Morris, who had featured the young chimpanzee on a television show, became convinced that Congo and apes could understand elements of art.
Three works by Congo from 1957, when he was aged three, are being sold by Bonhams auction house alongside items by pop artist Andy Warhol and French Impressionist Auguste Renoir in a sale of modern and contemporary art on June 20.
The lot containing Congo’s three pieces is expected to fetch up to £800 (R9 296).
“I would sincerely doubt that chimpanzee art has ever been auctioned before,” said Howard Rutkowski, director of modern and contemporary art at Bonhams.
“I don’t think anybody else has been crazy enough to do this.
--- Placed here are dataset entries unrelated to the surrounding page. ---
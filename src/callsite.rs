//! sqlx クエリ呼び出し箇所の検出
//!
//! `sqlx::query` / `sqlx::query_as` / `sqlx::query_scalar` の出現を
//! テキストとして数える。呼び出しの書き換えは行わない。

use serde::Serialize;

/// 呼び出し形ごとの出現数
#[derive(Debug, Clone, Copy, Default, PartialEq, Eq, Serialize)]
pub struct CallSiteCounts {
    pub query: usize,
    pub query_as: usize,
    pub query_scalar: usize,
}

impl CallSiteCounts {
    /// 合計出現数
    pub fn total(&self) -> usize {
        self.query + self.query_as + self.query_scalar
    }
}

/// 1ファイル分の呼び出し箇所を数える
///
/// マッチ対象は `sqlx::query` 系 3 形のみ。`sqlx::query_file` のような
/// 別名や `db_query` 系マクロにはマッチしない。
pub fn count(content: &str) -> CallSiteCounts {
    use regex::Regex;

    let re = Regex::new(r"\bsqlx::query(_as|_scalar)?\b").unwrap();

    let mut counts = CallSiteCounts::default();
    for m in re.find_iter(content) {
        match m.as_str() {
            "sqlx::query_as" => counts.query_as += 1,
            "sqlx::query_scalar" => counts.query_scalar += 1,
            _ => counts.query += 1,
        }
    }
    counts
}

#[cfg(test)]
#[path = "callsite_test.rs"]
mod tests;
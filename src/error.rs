use thiserror::Error;

/// sqlshift 統一エラー型
#[derive(Debug, Error)]
pub enum SqlshiftError {
    #[error("IO error: {0}")]
    Io(#[from] std::io::Error),

    #[error("JSON serialize error: {0}")]
    Json(#[from] serde_json::Error),

    #[error("Invalid glob pattern: {0}")]
    Pattern(#[from] glob::PatternError),

    #[error("Target not found: {0}")]
    TargetNotFound(String),
}

pub type Result<T> = std::result::Result<T, SqlshiftError>;
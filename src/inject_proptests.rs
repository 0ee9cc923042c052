use super::*;
use proptest::prelude::*;

/// マーカー文字列を含み得ない本文（英小文字を含まない文字集合）
///
/// `db_query` / `tauri::command` / `use tauri` はすべて英小文字を含むため、
/// この戦略が生成する文字列とは交差しない。
fn neutral_text_strategy() -> impl Strategy<Value = String> {
    "[A-Z0-9 \\n(){};:=_#\\[\\]\"]{0,64}".prop_map(|s| s)
}

proptest! {
    /// アンカーを含みヘルパー未参照なら、import ブロックが
    /// 最初のアンカー直前に 1 度だけ入り、他のバイトは変わらない
    #[test]
    fn prop_injects_exactly_before_first_anchor(
        pre in neutral_text_strategy(),
        post in neutral_text_strategy()
    ) {
        let content = format!("{pre}#[tauri::command]\nuse tauri::Manager;\n{post}");
        let result = inject(&content);

        prop_assert_eq!(result.outcome, InjectOutcome::Injected);

        let anchor_pos = content.find(IMPORT_ANCHOR).unwrap();
        let expected = format!(
            "{}{}{}",
            &content[..anchor_pos],
            HELPER_IMPORT,
            &content[anchor_pos..]
        );
        prop_assert_eq!(result.content, expected);
    }

    /// ヘルパーマーカーを含むファイルはアンカーの有無によらず変化しない
    #[test]
    fn prop_helper_marker_suppresses_insertion(
        pre in neutral_text_strategy(),
        post in neutral_text_strategy()
    ) {
        let content = format!("{pre}db_query{post}use tauri::command;\n");
        let result = inject(&content);

        prop_assert_eq!(result.outcome, InjectOutcome::AlreadyImported);
        prop_assert_eq!(result.content, content);
    }

    /// マーカーを一切含まないファイルは変化しない
    #[test]
    fn prop_plain_content_unchanged(content in neutral_text_strategy()) {
        let result = inject(&content);

        prop_assert_eq!(result.outcome, InjectOutcome::NotACommandFile);
        prop_assert_eq!(result.content, content);
    }

    /// 2 回適用しても 1 回適用と同じ結果になる
    #[test]
    fn prop_second_application_is_noop(
        pre in neutral_text_strategy(),
        post in neutral_text_strategy()
    ) {
        let content = format!("{pre}#[tauri::command]\nuse tauri::Manager;\n{post}");
        let first = inject(&content);
        let second = inject(&first.content);

        prop_assert_eq!(second.outcome, InjectOutcome::AlreadyImported);
        prop_assert_eq!(second.content, first.content);
    }
}
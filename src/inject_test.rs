use super::*;

#[test]
fn test_inject_inserts_block_before_anchor_at_file_head() {
    let content = "use tauri::command;\nfn foo() {}";
    let result = inject(content);

    assert_eq!(result.outcome, InjectOutcome::Injected);
    assert_eq!(
        result.content,
        "use crate::{db_query, db_query_as, db_query_as_one, db_query_as_optional, db_query_scalar, db_query_scalar_optional};\nuse tauri::command;\nfn foo() {}"
    );
}

#[test]
fn test_inject_preserves_surrounding_bytes() {
    // アンカーより前の use 行は 1 バイトも変わらないこと
    let content = "use serde::Serialize;\nuse tauri::{AppHandle, Manager};\n\n#[tauri::command]\npub fn list_orders() {}\n";
    let result = inject(content);

    assert_eq!(result.outcome, InjectOutcome::Injected);
    assert!(result.content.starts_with("use serde::Serialize;\n"));
    assert!(result
        .content
        .ends_with("use tauri::{AppHandle, Manager};\n\n#[tauri::command]\npub fn list_orders() {}\n"));

    let expected = format!(
        "use serde::Serialize;\n{}use tauri::{{AppHandle, Manager}};\n\n#[tauri::command]\npub fn list_orders() {{}}\n",
        HELPER_IMPORT
    );
    assert_eq!(result.content, expected);
}

#[test]
fn test_inject_skips_file_already_importing_helpers() {
    let content = "use crate::{db_query, db_query_as};\nuse tauri::command;\nfn foo() {}";
    let result = inject(content);

    assert_eq!(result.outcome, InjectOutcome::AlreadyImported);
    assert_eq!(result.content, content);
}

#[test]
fn test_inject_bare_helper_marker_suppresses_insertion() {
    // ヘルパー名そのものでなくても `db_query` という語があれば挿入しない
    let content = "// moved to db_query helpers\nuse tauri::command;\nfn foo() {}";
    let result = inject(content);

    assert_eq!(result.outcome, InjectOutcome::AlreadyImported);
    assert_eq!(result.content, content);
}

#[test]
fn test_inject_helper_marker_wins_even_without_anchor() {
    let content = "fn helper() { db_query!(pool, QUERY) }";
    let result = inject(content);

    assert_eq!(result.outcome, InjectOutcome::AlreadyImported);
    assert_eq!(result.content, content);
}

#[test]
fn test_inject_skips_non_command_file() {
    // `use tauri` はあるが `tauri::command` が無いファイル
    let content = "use tauri::Manager;\nfn foo() {}";
    let result = inject(content);

    assert_eq!(result.outcome, InjectOutcome::NotACommandFile);
    assert_eq!(result.content, content);
}

#[test]
fn test_inject_skips_plain_file() {
    let content = "fn foo() {}";
    let result = inject(content);

    assert_eq!(result.outcome, InjectOutcome::NotACommandFile);
    assert_eq!(result.content, content);
}

#[test]
fn test_inject_reports_missing_anchor() {
    // 完全修飾の属性だけがあり `use tauri` 行が無いファイル
    let content = "#[tauri::command]\nfn foo() {}";
    let result = inject(content);

    assert_eq!(result.outcome, InjectOutcome::AnchorMissing);
    assert_eq!(result.content, content);
}

#[test]
fn test_inject_uses_first_anchor_only() {
    let content = "use tauri::command;\nuse tauri::Manager;\nfn foo() {}";
    let result = inject(content);

    assert_eq!(result.outcome, InjectOutcome::Injected);
    assert_eq!(result.content.matches(HELPER_IMPORT.trim_end()).count(), 1);
    assert!(result.content.starts_with(HELPER_IMPORT));
    // 2つ目のアンカー行はそのまま
    assert!(result.content.contains("use tauri::command;\nuse tauri::Manager;\n"));
}

#[test]
fn test_inject_is_noop_on_second_run() {
    // 挿入後のファイルは db_query を含むので再適用で変化しない
    let content = "use tauri::command;\nfn foo() {}";
    let first = inject(content);
    assert_eq!(first.outcome, InjectOutcome::Injected);

    let second = inject(&first.content);
    assert_eq!(second.outcome, InjectOutcome::AlreadyImported);
    assert_eq!(second.content, first.content);
}

#[test]
fn test_inject_empty_content() {
    let result = inject("");
    assert_eq!(result.outcome, InjectOutcome::NotACommandFile);
    assert_eq!(result.content, "");
}

#[test]
fn test_outcome_changed_only_for_injected() {
    assert!(InjectOutcome::Injected.changed());
    assert!(!InjectOutcome::AlreadyImported.changed());
    assert!(!InjectOutcome::NotACommandFile.changed());
    assert!(!InjectOutcome::AnchorMissing.changed());
}

#[test]
fn test_outcome_labels() {
    assert_eq!(InjectOutcome::Injected.label(), "injected");
    assert_eq!(InjectOutcome::AlreadyImported.label(), "already imported");
    assert_eq!(InjectOutcome::NotACommandFile.label(), "not a command file");
    assert_eq!(InjectOutcome::AnchorMissing.label(), "anchor missing");
}
use clap::{Parser, Subcommand};

use crate::commands::{apply, check, scan};

#[derive(Debug, Parser)]
#[command(name = "sqlshift")]
#[command(about = "Helper-import refactoring CLI for Tauri + sqlx codebases", long_about = None)]
pub struct Cli {
    #[command(subcommand)]
    pub command: Command,
}

#[derive(Debug, Subcommand)]
pub enum Command {
    /// sqlx クエリ呼び出し箇所の集計
    Scan(scan::Args),

    /// ヘルパー import 不足の検査
    Check(check::Args),

    /// ヘルパー import の挿入と書き戻し
    Apply(apply::Args),
}
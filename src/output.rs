use owo_colors::OwoColorize;

pub struct CommandSummary {
    pub prefix: String,
    pub message: String,
}

impl CommandSummary {
    pub fn format(changed: usize, failed: usize, dry_run: bool) -> Self {
        let verb = if dry_run { "would be updated" } else { "updated" };
        match (changed, failed) {
            (_, f) if f > 0 => Self {
                prefix: "✗".red().to_string(),
                message: format!("{} {verb}, {} failed", changed.green(), f.red()),
            },
            (c, _) if c > 0 => Self {
                prefix: "✓".green().to_string(),
                message: format!("{} file(s) {verb}", c.green()),
            },
            _ => Self {
                prefix: "•".yellow().to_string(),
                message: "No files needed changes".to_string(),
            },
        }
    }
}

#[cfg(test)]
#[path = "output_test.rs"]
mod tests;
use berryclub::{
    ledger::AccountId,
    line_decoder::{BoardSnapshot, Color as PixelColor},
    session::SessionState,
    surface::{ActivityLevel, ControlState, ViewSnapshot},
};
use color_eyre::eyre::{Result, eyre};
use crossterm::{
    event::{Event, EventStream, KeyCode, KeyEvent, KeyEventKind, KeyModifiers},
    terminal::{disable_raw_mode, enable_raw_mode},
};
use futures::StreamExt;
use itertools::Itertools;
use ratatui::{prelude::*, widgets::*};
use std::io::stdout;
use unicode_width::UnicodeWidthStr;

const ACTIVITY_LINES: usize = 5;
const PILL_MAX_WIDTH: usize = 32;
const UPPER_HALF_BLOCK: &str = "▀";

pub enum UserEvent {
    Quit,
    Refresh,
    Buy,
    Draw,
    /// Sign-in was requested; the caller supplies the account list.
    OpenSignIn,
    SignIn(AccountId),
    SignOut,
    Redraw,
}

#[derive(Debug, Default)]
pub struct UiState {
    mode: Mode,
    signed_in: Option<AccountId>,
    session_resolved: bool,
    terminal: Option<Terminal<CrosstermBackend<std::io::Stdout>>>,
}

#[derive(Clone, Debug, Default, PartialEq, Eq)]
enum Mode {
    #[default]
    Normal,
    AccountMenu,
    AccountPicker(PickerState),
}

#[derive(Clone, Debug, Default, PartialEq, Eq)]
struct PickerState {
    accounts: Vec<AccountId>,
    idx: usize,
}

impl UiState {
    pub fn open_account_picker(&mut self, accounts: Vec<AccountId>) {
        self.mode = Mode::AccountPicker(PickerState { accounts, idx: 0 });
    }

    fn remember_session(&mut self, session: &SessionState) {
        self.signed_in = session.account_id().cloned();
        self.session_resolved = session.is_resolved();
        // the menu only makes sense for the variant it was opened from
        let outdated = matches!(
            (&self.mode, &self.signed_in),
            (Mode::AccountMenu, None) | (Mode::AccountPicker(_), Some(_))
        );
        if outdated {
            self.mode = Mode::Normal;
        }
    }
}

pub type InputEventReceiver = EventStream;

pub fn input_event_stream() -> InputEventReceiver {
    EventStream::new()
}

pub async fn next_raw_event(events: &mut InputEventReceiver) -> Result<Event> {
    match events.next().await {
        Some(Ok(event)) => Ok(event),
        Some(Err(err)) => Err(err.into()),
        None => Err(eyre!("terminal input stream closed")),
    }
}

pub fn terminal_enter(state: &mut UiState) -> Result<()> {
    enable_raw_mode()?;
    crossterm::execute!(std::io::stdout(), crossterm::terminal::EnterAlternateScreen)?;
    // Create a single persistent Terminal to preserve buffers across draws
    let backend = CrosstermBackend::new(stdout());
    let terminal = Terminal::new(backend)?;
    state.terminal = Some(terminal);
    Ok(())
}

pub fn terminal_exit() -> Result<()> {
    disable_raw_mode()?;
    crossterm::execute!(std::io::stdout(), crossterm::terminal::LeaveAlternateScreen)?;
    Ok(())
}

pub fn draw(state: &mut UiState, snap: &ViewSnapshot) -> Result<()> {
    state.remember_session(&snap.session);
    if let Some(mut term) = state.terminal.take() {
        term.draw(|f| ui(f, state, snap))?;
        state.terminal = Some(term);
    }
    Ok(())
}

pub fn interpret_event(state: &mut UiState, event: Event) -> Option<UserEvent> {
    match event {
        Event::Key(key) if key.kind == KeyEventKind::Press => interpret_key(state, key),
        Event::Resize(..) => Some(UserEvent::Redraw),
        _ => None,
    }
}

fn interpret_key(state: &mut UiState, key: KeyEvent) -> Option<UserEvent> {
    if key.modifiers.contains(KeyModifiers::CONTROL) && key.code == KeyCode::Char('c') {
        return Some(UserEvent::Quit);
    }
    match &mut state.mode {
        Mode::AccountMenu => match key.code {
            KeyCode::Enter => {
                state.mode = Mode::Normal;
                Some(UserEvent::SignOut)
            }
            KeyCode::Esc | KeyCode::Char('s') | KeyCode::Char('q') => {
                state.mode = Mode::Normal;
                Some(UserEvent::Redraw)
            }
            _ => None,
        },
        Mode::AccountPicker(picker) => match key.code {
            KeyCode::Up | KeyCode::Char('k') => {
                picker.idx = picker.idx.saturating_sub(1);
                Some(UserEvent::Redraw)
            }
            KeyCode::Down | KeyCode::Char('j') => {
                if picker.idx + 1 < picker.accounts.len() {
                    picker.idx += 1;
                }
                Some(UserEvent::Redraw)
            }
            KeyCode::Enter => {
                let chosen = picker.accounts.get(picker.idx).cloned();
                state.mode = Mode::Normal;
                Some(chosen.map_or(UserEvent::Redraw, UserEvent::SignIn))
            }
            KeyCode::Esc | KeyCode::Char('q') => {
                state.mode = Mode::Normal;
                Some(UserEvent::Redraw)
            }
            _ => None,
        },
        Mode::Normal => match key.code {
            KeyCode::Char('q') | KeyCode::Esc => Some(UserEvent::Quit),
            KeyCode::Char('r') => Some(UserEvent::Refresh),
            KeyCode::Char('b') => Some(UserEvent::Buy),
            KeyCode::Char('d') => Some(UserEvent::Draw),
            KeyCode::Char('s') | KeyCode::Enter => {
                if state.signed_in.is_some() {
                    state.mode = Mode::AccountMenu;
                    Some(UserEvent::Redraw)
                } else if state.session_resolved {
                    Some(UserEvent::OpenSignIn)
                } else {
                    None
                }
            }
            _ => None,
        },
    }
}

fn ui(f: &mut Frame, state: &UiState, snap: &ViewSnapshot) {
    f.render_widget(Clear, f.area());
    let chunks = Layout::default()
        .direction(Direction::Vertical)
        .constraints([
            Constraint::Length(3), // title + auth
            Constraint::Length(3), // supply / balance
            Constraint::Min(10),   // board + controls
            Constraint::Length(1), // help
        ])
        .split(f.area());

    draw_header(f, chunks[0], snap);
    draw_stats(f, chunks[1], snap);
    draw_body(f, chunks[2], snap);
    draw_help(f, chunks[3], snap);
    draw_modals(f, state, chunks[0]);
}

fn draw_header(f: &mut Frame, area: Rect, snap: &ViewSnapshot) {
    let block = Block::default().borders(Borders::ALL).title("BerryClub");
    let inner = block.inner(area);
    f.render_widget(block, area);
    f.render_widget(Paragraph::new(auth_line(&snap.session)).alignment(Alignment::Right), inner);
}

pub fn auth_line(session: &SessionState) -> Line<'static> {
    match session {
        SessionState::Unresolved => Line::from("Restoring session…".dark_gray()),
        SessionState::Connected(account) => Line::from(vec![
            Span::styled(
                format!(" {} ▾ ", truncate_to_width(account.as_str(), PILL_MAX_WIDTH)),
                Style::default().fg(Color::Black).bg(Color::Green).add_modifier(Modifier::BOLD),
            ),
        ]),
        SessionState::Disconnected => Line::from(vec!["[s] ".dark_gray(), "Sign In".bold()]),
    }
}

fn truncate_to_width(text: &str, max: usize) -> String {
    if text.width() <= max {
        return text.to_string();
    }
    let mut out = String::new();
    for ch in text.chars() {
        if out.width() + ch.to_string().width() + 1 > max {
            break;
        }
        out.push(ch);
    }
    out.push('…');
    out
}

fn draw_stats(f: &mut Frame, area: Rect, snap: &ViewSnapshot) {
    let text = Line::from(vec![
        "Total supply: ".dark_gray(),
        Span::raw(snap.supply.clone()),
        "   Your balance: ".dark_gray(),
        Span::raw(snap.balance.clone()),
    ]);
    let widget = Paragraph::new(text).block(Block::default().borders(Borders::ALL).title("Berries"));
    f.render_widget(widget, area);
}

fn draw_body(f: &mut Frame, area: Rect, snap: &ViewSnapshot) {
    let columns = Layout::default()
        .direction(Direction::Horizontal)
        .constraints([Constraint::Length(52), Constraint::Min(24)])
        .split(area);
    draw_board(f, columns[0], snap);

    let side = Layout::default()
        .direction(Direction::Vertical)
        .constraints([Constraint::Length(4), Constraint::Min(3)])
        .split(columns[1]);
    draw_controls(f, side[0], snap);
    draw_activity(f, side[1], snap);
}

fn draw_board(f: &mut Frame, area: Rect, snap: &ViewSnapshot) {
    let title = if snap.board.stale {
        Line::from(vec!["Board ".into(), "(stale)".yellow()])
    } else {
        Line::from("Board")
    };
    let block = Block::default().borders(Borders::ALL).title(title);
    let inner = block.inner(area);
    f.render_widget(block, area);
    match snap.board.snapshot.as_deref() {
        Some(board) => f.render_widget(BoardWidget { board }, inner),
        None => f.render_widget(Paragraph::new("Loading board…".dark_gray()), inner),
    }
}

/// Two board rows per terminal line: the upper half block takes the top row
/// as foreground and the bottom row as background.
pub struct BoardWidget<'a> {
    pub board: &'a BoardSnapshot,
}

impl Widget for BoardWidget<'_> {
    fn render(self, area: Rect, buf: &mut Buffer) {
        for (line, pair) in self.board.rows().chunks(2).enumerate() {
            let Ok(dy) = u16::try_from(line) else {
                break;
            };
            if dy >= area.height {
                break;
            }
            let top = &pair[0];
            let bottom = pair.get(1);
            for (col, color) in top.iter().enumerate() {
                let Ok(dx) = u16::try_from(col) else {
                    break;
                };
                if dx >= area.width {
                    break;
                }
                let below = bottom.and_then(|row| row.get(col)).map_or(Color::Reset, |c| terminal_color(*c));
                if let Some(cell) = buf.cell_mut((area.x + dx, area.y + dy)) {
                    cell.set_symbol(UPPER_HALF_BLOCK).set_fg(terminal_color(*color)).set_bg(below);
                }
            }
        }
    }
}

pub fn terminal_color(color: PixelColor) -> Color {
    Color::Rgb(color.red(), color.green(), color.blue())
}

fn draw_controls(f: &mut Frame, area: Rect, snap: &ViewSnapshot) {
    let lines = vec![
        control_line('b', &snap.controls.buy),
        control_line('d', &snap.controls.draw),
    ];
    let widget = Paragraph::new(lines).block(Block::default().borders(Borders::ALL).title("Actions"));
    f.render_widget(widget, area);
}

fn control_line(key: char, control: &ControlState) -> Line<'static> {
    let label = if control.enabled {
        Span::raw(control.label.clone())
    } else {
        Span::styled(control.label.clone(), Style::default().fg(Color::DarkGray).add_modifier(Modifier::ITALIC))
    };
    Line::from(vec![Span::styled(format!("[{key}] "), Style::default().fg(Color::DarkGray)), label])
}

fn draw_activity(f: &mut Frame, area: Rect, snap: &ViewSnapshot) {
    let lines: Vec<Line> = snap
        .recent_activity(ACTIVITY_LINES)
        .map(|entry| {
            let style = match entry.level {
                ActivityLevel::Info => Style::default().fg(Color::Green),
                ActivityLevel::Warn => Style::default().fg(Color::Yellow),
                ActivityLevel::Error => Style::default().fg(Color::Red),
            };
            Line::styled(entry.message.clone(), style)
        })
        .collect();
    let widget = Paragraph::new(lines)
        .wrap(Wrap { trim: false })
        .block(Block::default().borders(Borders::ALL).title("Activity"));
    f.render_widget(widget, area);
}

fn draw_help(f: &mut Frame, area: Rect, snap: &ViewSnapshot) {
    let sign = match snap.session {
        SessionState::Connected(_) => Some("s account"),
        SessionState::Disconnected => Some("s sign in"),
        SessionState::Unresolved => None,
    };
    let help = sign
        .into_iter()
        .chain(["b buy", "d draw", "r refresh", "q/Esc quit"])
        .join(" | ");
    f.render_widget(Paragraph::new(help).style(Style::default().fg(Color::DarkGray)), area);
}

fn draw_modals(f: &mut Frame, state: &UiState, header: Rect) {
    match &state.mode {
        Mode::Normal => {}
        Mode::AccountMenu => {
            let width = 16.min(header.width);
            let area = Rect {
                x: header.right().saturating_sub(width),
                y: header.bottom().saturating_sub(1),
                width,
                height: 3,
            }
            .intersection(f.area());
            f.render_widget(Clear, area);
            let menu = Paragraph::new(Line::from(" Sign Out ".reversed()))
                .block(Block::default().borders(Borders::ALL));
            f.render_widget(menu, area);
        }
        Mode::AccountPicker(picker) => {
            let area = centered_rect(50, 50, f.area());
            f.render_widget(Clear, area);
            let block = Block::default()
                .borders(Borders::ALL)
                .title("Sign in with")
                .title_bottom(Line::from("↑/↓ choose | Enter sign in | Esc cancel").centered());
            if picker.accounts.is_empty() {
                let empty = Paragraph::new("No keys found in the credentials directory.\nLog in with the near CLI first.")
                    .wrap(Wrap { trim: false })
                    .block(block);
                f.render_widget(empty, area);
                return;
            }
            let items: Vec<ListItem> = picker
                .accounts
                .iter()
                .map(|account| ListItem::new(account.to_string()))
                .collect();
            let list = List::new(items)
                .block(block)
                .highlight_style(Style::default().add_modifier(Modifier::REVERSED))
                .highlight_symbol("> ");
            let mut list_state = ListState::default().with_selected(Some(picker.idx));
            f.render_stateful_widget(list, area, &mut list_state);
        }
    }
}

fn centered_rect(w_percent: u16, h_percent: u16, r: Rect) -> Rect {
    let popup_layout = Layout::default()
        .direction(Direction::Vertical)
        .constraints([
            Constraint::Percentage((100 - h_percent) / 2),
            Constraint::Percentage(h_percent),
            Constraint::Percentage((100 - h_percent) / 2),
        ])
        .split(r);

    let horizontal = Layout::default()
        .direction(Direction::Horizontal)
        .constraints([
            Constraint::Percentage((100 - w_percent) / 2),
            Constraint::Percentage(w_percent),
            Constraint::Percentage((100 - w_percent) / 2),
        ])
        .split(popup_layout[1]);

    horizontal[1]
}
I’m sure other auction houses think this is completely mad.
“This might put Congo in the pantheon.”
Picasso is said to have framed one of Congo’s works on a wall in his studio after being given it as a gift.
Those who insist the ape was a legitimate artist note that once he learned to handle a brush and pencils — rather than trying to eat them — he always painted within the boundaries of the paper and appeared to know when he had finished a work.
“Paintings by apes may be seen as humorous or as a derisive commentary on modern art,” the Bonhams catalogue explains.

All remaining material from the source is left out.